TASK DETAILS:
Only one stretch of the data below should be repeated: the lines from the line containing "if let Err(payload)" through the line containing "for channel in", inclusive, exactly as they are.

>>

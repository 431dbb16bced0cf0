//! # Result handle for tasks submitted with a typed producer.
//!
//! [`TaskFuture<T>`] is a single-assignment cell: exactly one writer (the pool,
//! through a crate-private [`Completer`]) sets the outcome once, and any number of
//! readers observe it through [`TaskFuture::get`].
//!
//! ## States
//! ```text
//! pending ──complete(outcome)──► completed (terminal)
//!    │
//!    └──completer dropped──────► completed with TaskError::Abandoned
//! ```
//!
//! ## Rules
//! - Completion consumes the [`Completer`], so a second completion cannot be written.
//! - A completer dropped without completing (the task never ran) completes the
//!   future with [`TaskError::Abandoned`]; readers never wait on a dead task.
//! - `get` does not poll: waiters sleep on a `tokio::sync::watch` channel and are
//!   all woken by the single completion.
//! - A `get` that loses against its cancellation token returns
//!   [`TaskError::Canceled`] and leaves the future pending for other readers.

use tokio::sync::watch;
use tokio_util::sync::CancellationToken;

use crate::error::TaskError;

type Slot<T> = Option<Result<T, TaskError>>;

/// Creates a connected completer/future pair.
pub(crate) fn pair<T>() -> (Completer<T>, TaskFuture<T>) {
    let (tx, rx) = watch::channel(None);
    (Completer { tx: Some(tx) }, TaskFuture { rx })
}

/// Write side of a [`TaskFuture`].
pub(crate) struct Completer<T> {
    tx: Option<watch::Sender<Slot<T>>>,
}

impl<T> Completer<T> {
    /// Stores the outcome and wakes every reader.
    pub(crate) fn complete(mut self, outcome: Result<T, TaskError>) {
        if let Some(tx) = self.tx.take() {
            tx.send_replace(Some(outcome));
        }
    }
}

impl<T> Drop for Completer<T> {
    fn drop(&mut self) {
        if let Some(tx) = self.tx.take() {
            tx.send_replace(Some(Err(TaskError::Abandoned)));
        }
    }
}

/// Read side of a submitted producer's outcome.
///
/// Cheap to clone; every clone observes the same outcome.
///
/// # Example
/// ```rust
/// use tokio_util::sync::CancellationToken;
/// use taskpool::{Config, Pool, TaskError};
///
/// # #[tokio::main(flavor = "current_thread")]
/// # async fn main() -> Result<(), Box<dyn std::error::Error>> {
/// let pool = Pool::new(2, Config::default().with_queue_capacity(8))?;
/// let token = CancellationToken::new();
/// pool.run(&token);
///
/// let fut = pool
///     .submit_with_result("answer", |_ctx: CancellationToken| async { Ok::<_, TaskError>(42u32) })
///     .await;
///
/// assert_eq!(fut.get(&token).await, Ok(42));
/// pool.wait().await;
/// # Ok(())
/// # }
/// ```
pub struct TaskFuture<T> {
    rx: watch::Receiver<Slot<T>>,
}

impl<T> Clone for TaskFuture<T> {
    fn clone(&self) -> Self {
        Self {
            rx: self.rx.clone(),
        }
    }
}

impl<T> std::fmt::Debug for TaskFuture<T> {
    fn fmt(&self, f: &mut std::fmt::Formatter<'_>) -> std::fmt::Result {
        f.debug_struct("TaskFuture")
            .field("done", &self.is_done())
            .finish()
    }
}

impl<T: Clone> TaskFuture<T> {
    /// Waits for the outcome, or for `ctx` to be cancelled.
    ///
    /// - completion first (or both already happened) → the stored outcome;
    /// - `ctx` cancelled first → `Err(TaskError::Canceled)`; the future stays
    ///   pending and a later `get` can still observe the real outcome.
    pub async fn get(&self, ctx: &CancellationToken) -> Result<T, TaskError> {
        let mut rx = self.rx.clone();
        tokio::select! {
            biased;
            slot = rx.wait_for(Option::is_some) => match slot {
                Ok(slot) => match &*slot {
                    Some(outcome) => outcome.clone(),
                    None => Err(TaskError::Abandoned),
                },
                Err(_closed) => Err(TaskError::Abandoned),
            },
            _ = ctx.cancelled() => Err(TaskError::Canceled),
        }
    }

    /// Returns the outcome if it is already available, without waiting.
    pub fn try_get(&self) -> Option<Result<T, TaskError>> {
        self.rx.borrow().clone()
    }
}

impl<T> TaskFuture<T> {
    /// Returns `true` once the outcome has been stored.
    pub fn is_done(&self) -> bool {
        self.rx.borrow().is_some()
    }
}
//! # Event bus for broadcasting pool events.
//!
//! [`Bus`] is a thin wrapper around [`tokio::sync::broadcast`] that provides
//! non-blocking event publishing from many sources (workers, submitters, the pool).
//!
//! ## Architecture
//! ```text
//! Publishers (many):                  Listener (one per pool):
//!   Worker 1  ──┐
//!   Worker N  ──┼──────► Bus ───────► subscriber listener ────► SubscriberSet
//!   submit()  ──┤  (broadcast chan)    (spawned by Pool::run)
//!   wait()    ──┘
//! ```
//!
//! ## Rules
//! - **Non-blocking publish**: `publish()` never waits.
//! - **Sequenced**: every published event gets a unique sequence number from this bus.
//!   Concurrent publishers may deliver events out of `seq` order; sort by `seq` to reorder.
//! - **Lag handling**: slow receivers get `RecvError::Lagged(n)` and skip `n` oldest items.
//! - **No persistence**: events are lost if there are no active receivers at send time.

use std::sync::Arc;
use std::sync::atomic::{AtomicU64, Ordering};

use tokio::sync::broadcast;

use super::event::Event;

/// Broadcast channel for pool events.
///
/// Cheap to clone; clones share the channel and the sequence counter.
#[derive(Clone, Debug)]
pub struct Bus {
    tx: broadcast::Sender<Event>,
    seq: Arc<AtomicU64>,
}

impl Bus {
    /// Creates a new bus with the given channel capacity (minimum 1).
    pub fn new(capacity: usize) -> Self {
        let (tx, _rx) = broadcast::channel::<Event>(capacity.max(1));
        Self {
            tx,
            seq: Arc::new(AtomicU64::new(0)),
        }
    }

    /// Stamps the event with the next sequence number and sends it to all receivers.
    ///
    /// If there are no receivers the event is dropped.
    pub fn publish(&self, mut ev: Event) {
        if self.tx.receiver_count() == 0 {
            return;
        }
        ev.seq = self.seq.fetch_add(1, Ordering::Relaxed);
        let _ = self.tx.send(ev);
    }

    /// Creates a new receiver observing events published after this call.
    pub fn subscribe(&self) -> broadcast::Receiver<Event> {
        self.tx.subscribe()
    }
}
//! # SubscriberSet: non-blocking fan-out over multiple subscribers
//!
//! [`SubscriberSet`] distributes each [`Event`] to every subscriber **without
//! awaiting** their processing.
//!
//! ## What it guarantees
//! - `emit(&Event)` returns immediately.
//! - Per-subscriber FIFO (queue order).
//! - Panics inside subscribers are caught, logged and reported on the bus.
//!
//! ## What it does **not** guarantee
//! - No global ordering across different subscribers.
//! - No retries on per-subscriber queue overflow (events are dropped for that
//!   subscriber).

use std::sync::Arc;

use futures::FutureExt;
use tokio::{sync::mpsc, task::JoinHandle};

use crate::core::panic_message;
use crate::events::{Bus, Event};

use super::Subscribe;

/// Per-subscriber channel with metadata.
struct SubscriberChannel {
    name: &'static str,
    sender: mpsc::Sender<Arc<Event>>,
}

/// Composite fan-out with per-subscriber bounded queues and worker tasks.
pub struct SubscriberSet {
    channels: Vec<SubscriberChannel>,
    workers: Vec<JoinHandle<()>>,
    bus: Bus,
}

impl SubscriberSet {
    /// Creates a new set and spawns one worker per subscriber.
    ///
    /// Must be called from within a tokio runtime.
    #[must_use]
    pub fn new(subs: Vec<Arc<dyn Subscribe>>, bus: Bus) -> Self {
        let mut channels = Vec::with_capacity(subs.len());
        let mut workers = Vec::with_capacity(subs.len());

        for sub in subs {
            let name = sub.name();
            let (tx, mut rx) = mpsc::channel::<Arc<Event>>(sub.queue_capacity().max(1));
            let bus = bus.clone();

            let handle = tokio::spawn(async move {
                while let Some(ev) = rx.recv().await {
                    let fut = sub.on_event(ev.as_ref());
                    if let Err(payload) = std::panic::AssertUnwindSafe(fut).catch_unwind().await {
                        let info = panic_message(payload.as_ref());
                        tracing::warn!(subscriber = name, panic = %info, "subscriber panicked");
                        if !ev.is_subscriber_event() {
                            bus.publish(Event::subscriber_panicked(name, info));
                        }
                    }
                }
            });

            channels.push(SubscriberChannel { name, sender: tx });
            workers.push(handle);
        }

        Self {
            channels,
            workers,
            bus,
        }
    }

    /// Fan-out one event to all subscribers (non-blocking).
    ///
    /// If a subscriber's queue is **full** or **closed**, the event is dropped for
    /// it. Overflow of an overflow/panic event is only logged, never re-published.
    pub fn emit(&self, event: &Event) {
        let ev = Arc::new(event.clone());
        for channel in &self.channels {
            let reason = match channel.sender.try_send(Arc::clone(&ev)) {
                Ok(()) => continue,
                Err(mpsc::error::TrySendError::Full(_)) => "full",
                Err(mpsc::error::TrySendError::Closed(_)) => "closed",
            };
            tracing::warn!(
                subscriber = channel.name,
                reason,
                kind = ?ev.kind,
                "subscriber dropped event"
            );
            if !ev.is_subscriber_event() {
                self.bus
                    .publish(Event::subscriber_overflow(channel.name, reason));
            }
        }
    }

    /// Graceful shutdown: close all queues and await worker completion.
    pub async fn shutdown(self) {
        drop(self.channels);
        for h in self.workers {
            let _ = h.await;
        }
    }

    /// True if there are no subscribers.
    #[must_use]
    pub fn is_empty(&self) -> bool {
        self.channels.is_empty()
    }

    /// Number of subscribers.
    #[must_use]
    pub fn len(&self) -> usize {
        self.channels.len()
    }
}
//! # Core subscriber trait
//!
//! `Subscribe` is the extension point for plugging custom event handlers into a
//! pool. Each subscriber is driven by a dedicated worker loop fed by a bounded
//! queue owned by the [`SubscriberSet`](crate::SubscriberSet).
//!
//! ## Contract
//! - Implementations may be slow (I/O, batching); they do **not** block
//!   task workers nor other subscribers.
//! - Each subscriber declares its preferred queue capacity via
//!   [`Subscribe::queue_capacity`]. If its queue overflows, events for that
//!   subscriber are **dropped** (warn).

use async_trait::async_trait;

use crate::events::Event;

/// Contract for event subscribers.
///
/// Called from a subscriber-dedicated tokio task. Implementations should avoid
/// blocking the async runtime.
#[async_trait]
pub trait Subscribe: Send + Sync + 'static {
    /// Handle a single event for this subscriber.
    async fn on_event(&self, event: &Event);

    /// Human-readable name (for logs/metrics).
    fn name(&self) -> &'static str {
        std::any::type_name::<Self>()
    }

    /// Preferred capacity of this subscriber's queue.
    fn queue_capacity(&self) -> usize {
        1024
    }
}
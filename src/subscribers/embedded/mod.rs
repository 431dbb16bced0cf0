//! # Built-in subscribers
//!
//! - [`LogWriter`]: renders pool events through `tracing`.

mod log;

pub use log::LogWriter;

<<

SOLUTION:
                    if let Err(payload) = std::panic::AssertUnwindSafe(fut).catch_unwind().await {
                        let info = panic_message(payload.as_ref());
                        tracing::warn!(subscriber = name, panic = %info, "subscriber panicked");
                        if !ev.is_subscriber_event() {
                            bus.publish(Event::subscriber_panicked(name, info));
                        }
                    }
                }
            });

            channels.push(SubscriberChannel { name, sender: tx });
            workers.push(handle);
        }

        Self {
            channels,
            workers,
            bus,
        }
    }

    /// Fan-out one event to all subscribers (non-blocking).
    ///
    /// If a subscriber's queue is **full** or **closed**, the event is dropped for
    /// it. Overflow of an overflow/panic event is only logged, never re-published.
    pub fn emit(&self, event: &Event) {
        let ev = Arc::new(event.clone());
        for channel in &self.channels {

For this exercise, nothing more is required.